# Task directions:
Report only how many lines of the entries below contain the string "replaced".

# Material for the task:
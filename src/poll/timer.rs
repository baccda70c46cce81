//! Single-slot delayed wakeup.
//!
//! A [`Timer`] holds at most one armed payload. Arming replaces whatever was
//! pending, [`Timer::fire_now`] hands the payload out early, and
//! [`Timer::expired`] resolves once the deadline passes. The payload is plain
//! data (the engine's next step) rather than a boxed closure, so the owner
//! dispatches it itself.

use std::future;
use std::time::Duration;

use tokio::time::{self, Instant};

#[derive(Debug)]
struct Armed<T> {
    deadline: Instant,
    payload: T,
}

#[derive(Debug)]
pub struct Timer<T> {
    slot: Option<Armed<T>>,
}

impl<T> Default for Timer<T> {
    fn default() -> Self {
        Self { slot: None }
    }
}

impl<T> Timer<T> {
    pub fn new() -> Self {
        Self::default()
    }

    /// Schedule `payload` after `delay`, dropping any pending payload.
    ///
    /// Returns whether a pending payload was replaced.
    pub fn arm(&mut self, delay: Duration, payload: T) -> bool {
        let replaced = self.slot.is_some();
        self.slot = Some(Armed {
            deadline: Instant::now() + delay,
            payload,
        });
        replaced
    }

    /// Drop the pending payload. Returns whether one was pending.
    pub fn cancel(&mut self) -> bool {
        self.slot.take().is_some()
    }

    #[cfg(test)]
    pub fn is_armed(&self) -> bool {
        self.slot.is_some()
    }

    pub fn deadline(&self) -> Option<Instant> {
        self.slot.as_ref().map(|armed| armed.deadline)
    }

    #[cfg(test)]
    pub fn payload(&self) -> Option<&T> {
        self.slot.as_ref().map(|armed| &armed.payload)
    }

    /// Take the pending payload without waiting; the slot is empty afterwards.
    pub fn fire_now(&mut self) -> Option<T> {
        self.slot.take().map(|armed| armed.payload)
    }

    /// Wait for the deadline and take the payload.
    ///
    /// Never resolves while nothing is armed. Cancel safe: dropping the future
    /// before the deadline leaves the slot untouched.
    pub async fn expired(&mut self) -> T {
        let Some(deadline) = self.deadline() else {
            return future::pending().await;
        };
        time::sleep_until(deadline).await;
        match self.slot.take() {
            Some(armed) => armed.payload,
            None => future::pending().await,
        }
    }
}
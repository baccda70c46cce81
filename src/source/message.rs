//! The message record every page source produces.
//!
//! `Message` mirrors what the remote service hands back for one chat message.
//! Every field is optional: pages legitimately contain
//! half-populated or foreign records, and it is the classifier
//! ([`crate::catalog::classify`]) that decides whether an item is usable.
//!
//! ## Ordering
//!
//! `Message` implements [`Ord`] **newest-first** by message id; items without
//! an id sort last.

use chrono::{DateTime, Utc};
use serde::{Deserialize, Serialize};
use std::cmp::Ordering;

/// Numeric id of a remote chat feed.
pub type FeedId = i64;

/// Numeric id of a message inside a feed. Ids grow with time.
pub type MessageId = i64;

/// Reserved id meaning "top of the timeline": no message is newer.
pub const LAST_MESSAGE_ID: MessageId = i64::MAX;

/// One message as delivered by a [`PageSource`](super::PageSource).
#[derive(Debug, Clone, PartialEq, Eq, Serialize, Deserialize)]
pub struct Message {
    #[serde(default)]
    pub id: Option<MessageId>,

    #[serde(default)]
    pub feed_id: Option<FeedId>,

    /// Send time, unix seconds on the wire.
    #[serde(default, with = "chrono::serde::ts_seconds_option")]
    pub date: Option<DateTime<Utc>>,

    #[serde(default)]
    pub content: Option<Content>,
}

/// Message payload, tagged by `type` on the wire.
#[derive(Debug, Clone, PartialEq, Eq, Serialize, Deserialize)]
#[serde(tag = "type", rename_all = "snake_case")]
pub enum Content {
    Audio(AudioContent),
    Text {
        #[serde(default)]
        text: String,
    },
    Photo,
    Video,
    Document,
    VoiceNote,
    #[serde(other)]
    Unsupported,
}

#[derive(Debug, Clone, Default, PartialEq, Eq, Serialize, Deserialize)]
#[serde(default)]
pub struct AudioContent {
    pub title: Option<String>,
    pub performer: Option<String>,
    pub file_name: Option<String>,
    /// Seconds.
    pub duration: Option<u32>,
    pub mime_type: Option<String>,
    pub file: Option<RemoteFile>,
}

/// Transfer state of the file attached to a message.
#[derive(Debug, Clone, Default, PartialEq, Eq, Serialize, Deserialize)]
#[serde(default)]
pub struct RemoteFile {
    pub id: Option<i64>,
    pub size: Option<i64>,
    pub local_path: Option<String>,
    pub is_uploading_completed: bool,
    pub is_downloading_completed: bool,
}

// ---------------------------------------------------------------------------
// Ordering: newest first
// ---------------------------------------------------------------------------

impl Ord for Message {
    fn cmp(&self, other: &Self) -> Ordering {
        // `other` first gives descending ids; `None < Some(_)` sinks id-less
        // items to the end.
        other.id.cmp(&self.id)
    }
}

impl PartialOrd for Message {
    fn partial_cmp(&self, other: &Self) -> Option<Ordering> {
        Some(self.cmp(other))
    }
}

// ---------------------------------------------------------------------------
// Tests
// ---------------------------------------------------------------------------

# Exercise output:
3